Keyla menoleh, merasakan perubahan aura pada Arlan. "Ada apa, Om?"
"Tetap di sini, Keyla," perintah Arlan singkat. Dengan cepat ia melangkah turun menuju halaman villa.
Keyla tidak bisa tinggal diam. Ia mengikuti dari kejauhan, berdiri di balik pilar besar. Ia melihat Arlan sedang berhadapan dengan pria bernama Hendra itu.
"Tuan Arlan, Nyonya Besar meminta Anda kembali ke Jakarta sekarang juga. Beliau sudah menunggu di kediaman utama." ucap Hendra.
"Aku sedang berlibur, Hendra. Katakan pada Ibu, aku akan menemuinya lusa," jawab Arlan.
"Maaf, Tuan, tapi ini bukan sekedar permintaan. Nyonya sudah melihat semua berita tentang keributan di hotel... dan tentang gadis yang Anda bawa ke sini," Pak Hendra melirik ke arah Keyla yang mengintip di balik pilar. "Nyonya berpesan, bahwa silsilah keluarga Dirgantara tidak dibangun untuk menjadi bahan lelucon di media karena seorang anak kecil."
"Jaga bicaramu!" sentak Arlan.
Tiba-tiba, pintu belakang mobil sedan itu terbuka. Seorang wanita lanjut usia dengan keanggunan yang mengintimidasi keluar.
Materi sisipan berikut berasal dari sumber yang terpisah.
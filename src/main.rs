use std::process;
#[macro_use]
extern crate log;

mod config;
mod features;
mod server;
#[cfg(test)]
mod test_util;

use anyhow::Context;
use clap::Parser;
use config::Config;
use features::Store;

#[tokio::main]
async fn main() {
    env_logger::init();
    if let Err(e) = run(Config::parse()).await {
        error!("{:#}", e);
        process::exit(1);
    }
}

async fn run(config: Config) -> anyhow::Result<()> {
    info!(
        "Starting with data in {} on {}",
        config.data_dir.display(),
        config.listen
    );
    let store = Store::open(&config.data_dir)
        .with_context(|| format!("Unable to load records from {}", config.data_dir.display()))?;

    server::serve(&config, store).await
}
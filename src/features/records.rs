use serde::{de::DeserializeOwned, Serialize};
use serde_json::ser::{PrettyFormatter, Serializer};
use std::fs;
use std::path::{Path, PathBuf};
use thiserror::Error;

#[derive(Error, Debug)]
pub enum RecordError {
    #[error("Unable to access {}", .path.display())]
    Io {
        path: PathBuf,
        #[source]
        source: std::io::Error,
    },

    #[error("Malformed records in {}", .path.display())]
    Json {
        path: PathBuf,
        #[source]
        source: serde_json::Error,
    },
}

pub type RecordResult<T> = anyhow::Result<T, RecordError>;

/// Reads a whole JSON array of records. A file that does not exist yet is an empty table.
pub(crate) fn load_records<T>(path: &Path) -> RecordResult<Vec<T>>
where
    T: DeserializeOwned,
{
    if !path.exists() {
        return Ok(Vec::new());
    }

    let raw = fs::read(path).map_err(|source| RecordError::Io {
        path: path.to_owned(),
        source,
    })?;

    serde_json::from_slice(&raw).map_err(|source| RecordError::Json {
        path: path.to_owned(),
        source,
    })
}

/// Rewrites the whole table, indented by four spaces.
/// The new content goes to a sibling `.tmp` file first and is renamed over the target.
pub(crate) fn save_records<T>(path: &Path, records: &[T]) -> RecordResult<()>
where
    T: Serialize,
{
    let mut buffer = Vec::new();
    let mut serializer =
        Serializer::with_formatter(&mut buffer, PrettyFormatter::with_indent(b"    "));
    records
        .serialize(&mut serializer)
        .map_err(|source| RecordError::Json {
            path: path.to_owned(),
            source,
        })?;

    let staging = path.with_extension("json.tmp");
    let io_error = |source| RecordError::Io {
        path: path.to_owned(),
        source,
    };
    fs::write(&staging, &buffer).map_err(io_error)?;
    fs::rename(&staging, path).map_err(io_error)?;

    Ok(())
}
Dia adalah Sofia Dirgantara. Ia mengenakan setelan wol mahal dan kacamata hitam yang segera ia lepas.
"Ibu?" Arlan tertegun. Ia tidak menyangka ibunya akan datang langsung ke tempat ini.
Sofia tidak menjawab. Matanya langsung tertuju pada Keyla. Ia berjalan mendekat ke arah Keyla lalu berhenti tepat di hadapan gadis itu.
"Jadi, ini dia?" Sofia memindai Keyla dari ujung rambut hingga ujung kaki dengan tatapan menghina. "Gadis yang membuat putraku bersikap seperti remaja labil yang kehilangan akal sehatnya?"
"Bu, jangan di sini," Arlan mencoba menghalangi, namun Sofia mengangkat tangannya, membungkam putranya sendiri.
"Arlan, aku mendidikmu untuk menjadi pemimpin, bukan menjadi pengasuh," ucap Sofia dingin.
"Dengar, Nona kecil. Aku tidak tau sihir apa yang kamu gunakan pada Arlan, tapi keluarga ini memiliki standar. Dan kamu... bahkan tidak mencapai batas bawah dari standar itu."
"Nyonya, aku... Aku sayang sama Om Arlan," ucap Keyla.
Sofia tertawa hambar. "Sayang? Di usiamu, kamu bahkan tidak tau perbedaan antara cinta dan obsesi pada sosok ayah yang tidak kamu dapatkan di rumah. Kamu hanya akan menjadi noda dalam karier Arlan. Jika kamu benar-benar sayang padanya, pergilah sebelum aku membuat Papamu kehilangan segalanya karena ketidakbecusanmu menjaga martabat."
"IBU! Cukup!" bentak Arlan. Ia menarik Keyla ke belakang punggungnya. "Keyla tidak ada hubungannya dengan bisnis kita. Ini pilihanku!"
"Pilihanmu salah, Arlan! Dan aku di sini untuk memperbaikinya," Sofia menatap Arlan dengan tajam. "Pilih sekarang. Kembalikan dia ke rumahnya dan putuskan hubungan konyol ini, atau aku akan memastikan keluarga Baskoro merasakan akibat dari kelancangan putri mereka."